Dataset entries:

**********

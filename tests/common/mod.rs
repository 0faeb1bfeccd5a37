//! Shared test fixtures for integration tests.

#![allow(dead_code)]

use rand::Rng;
use rand::rngs::StdRng;

use pump_sched::model::PhysicalModel;
use pump_sched::sim::TimeGrid;

/// Reference plant (260 m pump, 185 m² tank, reference tariff).
pub fn reference_model() -> PhysicalModel {
    PhysicalModel::reference()
}

/// Uniform grid over `[0, 24]` h with `samples` points.
pub fn day_grid(samples: usize) -> TimeGrid {
    TimeGrid::day(samples).expect("day grid should be valid")
}

/// One five-hour cycle starting at 1 h.
pub fn single_cycle() -> Vec<f64> {
    vec![1.0, 5.0]
}

/// Four cycles at 1, 5, 10, and 16 h.
pub fn reference_vector() -> Vec<f64> {
    vec![1.0, 5.0, 10.0, 16.0, 2.0, 3.0, 3.0, 3.0]
}

/// Three-cycle starting point of the robust pair.
pub fn robust_vector() -> Vec<f64> {
    vec![0.1, 7.352, 14.925, 4.0, 4.077, 2.073]
}

/// Random ordered schedule with 1 to 5 cycles.
///
/// The day is split into equal slots and each cycle starts and ends inside
/// its own slot, so cycles are separated by at least a tenth of a slot and
/// the last one ends well before midnight.
pub fn random_ordered_vector(rng: &mut StdRng) -> Vec<f64> {
    let cycles: usize = rng.random_range(1..=5);
    let slot = 24.0 / cycles as f64;
    let mut on_times = Vec::with_capacity(cycles);
    let mut durations = Vec::with_capacity(cycles);
    for i in 0..cycles {
        on_times.push(i as f64 * slot + rng.random_range(0.1 * slot..0.4 * slot));
        durations.push(rng.random_range(0.2..0.5 * slot));
    }
    on_times.extend(durations);
    on_times
}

**********

[Your instructions]
The lines to return run from the one containing "let slot = 24.0 / cycles as f64;" through the last line of the records above. Give them exactly and include nothing more.

[Task answer]
    let slot = 24.0 / cycles as f64;
    let mut on_times = Vec::with_capacity(cycles);
    let mut durations = Vec::with_capacity(cycles);
    for i in 0..cycles {
        on_times.push(i as f64 * slot + rng.random_range(0.1 * slot..0.4 * slot));
        durations.push(rng.random_range(0.2..0.5 * slot));
    }
    on_times.extend(durations);
    on_times
}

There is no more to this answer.